Červenka c. Tchéquie  |2017

Révision de la loi qui avait permis le placement illégal d’un homme dans un foyer social

C'était terrible, la première chose que j'ai remarquée, c'est qu'il y avait 50 hommes et seulement 2 toilettes. Il y avait des couches usagées partout sur le sol. Le ménage n’était fait qu’une fois par semaine.

Jaroslav Červenka, cité dans un communiqué de MDAC/LIGA - © Photo LIGA

Contexte

Pendant plusieurs années, Jaroslav Červenka a fait des allers-retours en hôpital psychiatrique. Il avait un problème d'alcoolisme, qui provoquait des symptômes proches de la démence.

En 2005, un tribunal lui a retiré la capacité juridique.
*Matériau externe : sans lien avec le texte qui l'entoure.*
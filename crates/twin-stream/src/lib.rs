pub mod backoff;
pub mod client;
pub mod status;
pub mod tap;
pub mod transport;

#[cfg(test)]
pub(crate) mod testing;

pub use backoff::{Backoff, BackoffPolicy};
pub use client::{
    stream_url, ClientConfig, ClientStats, StreamEvent, StreamHandle, StreamHandler,
    StreamTarget, StreamingClient, SubscriptionError,
};
pub use status::{ChannelStatus, ConnectionState};
pub use tap::{Tap, TapConfig, TapStats, TappedMessage, DEFAULT_MAX_BUFFERED};
pub use transport::{Connector, FrameStream, TransportError, WsConnector};
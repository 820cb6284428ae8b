use chrono::DateTime;
use serde::{Deserialize, Deserializer, Serialize};
use serde_json::{Map, Value};
use std::fmt;
use std::str::FromStr;

use crate::facet::EndState;

#[derive(Debug, Clone, Copy, Serialize, Deserialize, PartialEq, Eq, Hash)]
#[serde(rename_all = "UPPERCASE")]
pub enum PendingCommand {
    Extend,
    Retract,
}

impl PendingCommand {
    pub fn as_str(self) -> &'static str {
        match self {
            PendingCommand::Extend => "EXTEND",
            PendingCommand::Retract => "RETRACT",
        }
    }

    pub fn target(self) -> EndState {
        match self {
            PendingCommand::Extend => EndState::Extended,
            PendingCommand::Retract => EndState::Retracted,
        }
    }
}

impl fmt::Display for PendingCommand {
    fn fmt(&self, f: &mut fmt::Formatter<'_>) -> fmt::Result {
        f.write_str(self.as_str())
    }
}

impl FromStr for PendingCommand {
    type Err = String;

    fn from_str(input: &str) -> Result<Self, Self::Err> {
        let normalized = input.trim().to_lowercase();
        match normalized.as_str() {
            "extend" | "open" | "out" => Ok(PendingCommand::Extend),
            "retract" | "close" | "in" => Ok(PendingCommand::Retract),
            other => Err(format!("Unknown command: {other}")),
        }
    }
}

#[derive(Debug, Clone, Copy, Serialize, Deserialize, PartialEq, Eq, Hash)]
pub struct FacetPair {
    #[serde(rename = "S1", deserialize_with = "deserialize_bit")]
    pub sensor_a: bool,
    #[serde(rename = "S2", deserialize_with = "deserialize_bit")]
    pub sensor_b: bool,
}

/// One poll observation for one actuator. Consumed by the latch and then dropped.
#[derive(Debug, Clone, PartialEq)]
pub struct ActuatorReading {
    pub id: String,
    pub timestamp_ms: i64,
    pub facets: Option<FacetPair>,
    pub state_hint: Option<String>,
    pub pending_command: Option<PendingCommand>,
    pub fault_flag: Option<String>,
}

#[derive(Debug, Clone, Serialize, Deserialize, PartialEq, Default)]
pub struct LiveSystem {
    #[serde(default)]
    pub status: String,
}

#[derive(Debug, Clone, Serialize, Deserialize, PartialEq)]
pub struct LiveActuator {
    #[serde(deserialize_with = "deserialize_id")]
    pub id: String,
    #[serde(default)]
    pub state: Option<String>,
    #[serde(default)]
    pub facets: Option<FacetPair>,
    #[serde(default)]
    pub pending: Option<String>,
    #[serde(default)]
    pub fault: Option<String>,
    #[serde(default)]
    pub cpm: Option<f64>,
    #[serde(default)]
    pub cycles: Option<u64>,
}

impl LiveActuator {
    pub fn pending_command(&self) -> Option<PendingCommand> {
        self.pending
            .as_deref()
            .and_then(|raw| raw.parse::<PendingCommand>().ok())
    }

    pub fn to_reading(&self, timestamp_ms: i64) -> ActuatorReading {
        ActuatorReading {
            id: self.id.clone(),
            timestamp_ms,
            facets: self.facets,
            state_hint: self.state.clone(),
            pending_command: self.pending_command(),
            fault_flag: self.fault.clone().filter(|fault| !fault.trim().is_empty()),
        }
    }
}

/// Response of the live-actuators endpoint.
#[derive(Debug, Clone, Serialize, Deserialize, PartialEq, Default)]
pub struct LiveStateResponse {
    #[serde(default, deserialize_with = "deserialize_opt_ts_ms")]
    pub ts: Option<i64>,
    #[serde(default)]
    pub system: LiveSystem,
    #[serde(default)]
    pub actuators: Vec<LiveActuator>,
}

#[derive(Debug, Clone, Serialize, Deserialize, PartialEq)]
pub struct HealthResponse {
    pub status: String,
    #[serde(default)]
    pub started_at: Option<String>,
}

impl HealthResponse {
    pub fn started_at_ms(&self) -> Option<i64> {
        let raw = self.started_at.as_deref()?.trim();
        DateTime::parse_from_rfc3339(raw)
            .ok()
            .map(|dt| dt.timestamp_millis())
    }
}

#[derive(Debug, Clone, Serialize, Deserialize, PartialEq)]
pub struct AggregatePoint {
    #[serde(deserialize_with = "deserialize_ts_ms")]
    pub ts: i64,
    #[serde(deserialize_with = "deserialize_value_f64")]
    pub value: f64,
}

#[derive(Debug, Clone, PartialEq, Eq)]
pub struct HistoryQuery {
    pub actuator_id: String,
    pub facet: String,
    pub since_ms: i64,
    pub ascending: bool,
}

/// Latest sample from the secondary (vibration) sensor feed.
#[derive(Debug, Clone, Serialize, Deserialize, PartialEq)]
pub struct AuxReading {
    #[serde(deserialize_with = "deserialize_id")]
    pub id: String,
    #[serde(default, deserialize_with = "deserialize_opt_ts_ms")]
    pub ts: Option<i64>,
    #[serde(flatten)]
    pub values: Map<String, Value>,
}

/// Ids arrive as either strings or numbers.
pub fn deserialize_id<'de, D>(deserializer: D) -> Result<String, D::Error>
where
    D: Deserializer<'de>,
{
    let val: Value = Value::deserialize(deserializer)?;
    match val {
        Value::String(s) => Ok(s),
        Value::Number(n) => Ok(n.to_string()),
        _ => Err(serde::de::Error::custom("expected string or number for id")),
    }
}

fn deserialize_bit<'de, D>(deserializer: D) -> Result<bool, D::Error>
where
    D: Deserializer<'de>,
{
    let val: Value = Value::deserialize(deserializer)?;
    match val {
        Value::Bool(b) => Ok(b),
        Value::Number(n) => match n.as_u64() {
            Some(0) => Ok(false),
            Some(1) => Ok(true),
            _ => Err(serde::de::Error::custom(format!("invalid facet value: {n}"))),
        },
        Value::String(s) => match s.trim() {
            "0" | "false" => Ok(false),
            "1" | "true" => Ok(true),
            other => Err(serde::de::Error::custom(format!(
                "invalid facet value: {other}"
            ))),
        },
        _ => Err(serde::de::Error::custom("expected bool or 0/1 for facet")),
    }
}

fn ts_ms_from_value(val: &Value) -> Option<i64> {
    match val {
        Value::Number(n) => n.as_i64().or_else(|| n.as_f64().map(|f| f as i64)),
        Value::String(s) => DateTime::parse_from_rfc3339(s.trim())
            .ok()
            .map(|dt| dt.timestamp_millis())
            .or_else(|| s.trim().parse::<i64>().ok()),
        _ => None,
    }
}

fn deserialize_ts_ms<'de, D>(deserializer: D) -> Result<i64, D::Error>
where
    D: Deserializer<'de>,
{
    let val: Value = Value::deserialize(deserializer)?;
    ts_ms_from_value(&val)
        .ok_or_else(|| serde::de::Error::custom(format!("invalid timestamp: {val}")))
}

fn deserialize_opt_ts_ms<'de, D>(deserializer: D) -> Result<Option<i64>, D::Error>
where
    D: Deserializer<'de>,
{
    let val: Option<Value> = Option::deserialize(deserializer)?;
    Ok(val.as_ref().and_then(ts_ms_from_value))
}

fn deserialize_value_f64<'de, D>(deserializer: D) -> Result<f64, D::Error>
where
    D: Deserializer<'de>,
{
    let val: Value = Value::deserialize(deserializer)?;
    match val {
        Value::Bool(b) => Ok(if b { 1.0 } else { 0.0 }),
        Value::Number(n) => n
            .as_f64()
            .ok_or_else(|| serde::de::Error::custom("invalid number")),
        Value::String(s) => s.trim().parse::<f64>().map_err(serde::de::Error::custom),
        _ => Err(serde::de::Error::custom("expected number for value")),
    }
}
Il a estimé que Jaroslav était incapable de prendre des décisions juridiques par lui-même.

Jaroslav a essayé de récupérer sa capacité juridique, mais ses demandes ont immanquablement été rejetées.

En février 2011, après que l'aggravation de son état s’est révélée préoccupante, un tuteur public nommé par le tribunal a décidé que Jaroslav n'était plus en mesure de s'occuper de lui-même et qu'il devait donc être placé dans un foyer social.

Jaroslav a protesté contre son placement dans ce foyer, qu’il n’était pas libre de quitter. Il a déclaré qu’il était retenu contre son gré, mais les autorités ne l’ont pas écouté.

Finalement, un avocat spécialisé dans les droits de l'homme est intervenu en sa faveur et a exigé sa libération. Il estimait que sa détention était illégale.

Les tribunaux tchèques ont refusé de donner suite à la plainte de l’avocat car Jaroslav n’avait pas la capacité juridique de demander à un avocat de travailler pour lui.

En septembre 2011, le tuteur public de Jaroslav a brusquement mis fin à l'accord avec le foyer social. Jaroslav a finalement été libre d’en sortir.

Arrêt de la Cour européenne des droits de l'homme

La Cour européenne a jugé que la République tchèque avait violé le droit à la liberté de Jaroslav en raison de son placement dans le foyer social.

Il n’y avait pas de garanties appropriées contre les abus potentiels de la procédure de placement ni aucun moyen pour Jaroslav de contester la légalité de sa détention ou de demander une indemnisation en République tchèque.

La Cour européenne a accordé une indemnisation de 15 000 € à Jaroslav.

. . . La Cour estime qu'une procédure qui se bornait à exiger le consentement du tuteur public pour l’admission de [Jaroslav] dans un foyer social n’offre pas une garantie suffisante contre l’arbitraire.

Arrêt de la Cour européenne des droits de l'homme, janvier 2017

Suites 

Comme il s’attendait à l’arrêt de la Cour européenne, le gouvernement tchèque a modifié la loi.

Ces changements, qui sont entrés en vigueur en 2016, définissent les conditions dans lesquelles le tuteur d’une personne dont la capacité juridique est restreinte peut recourir à son placement dans un établissement d’aide sociale. Les modifications permettent également aux tribunaux de contrôler la légalité de ces placements.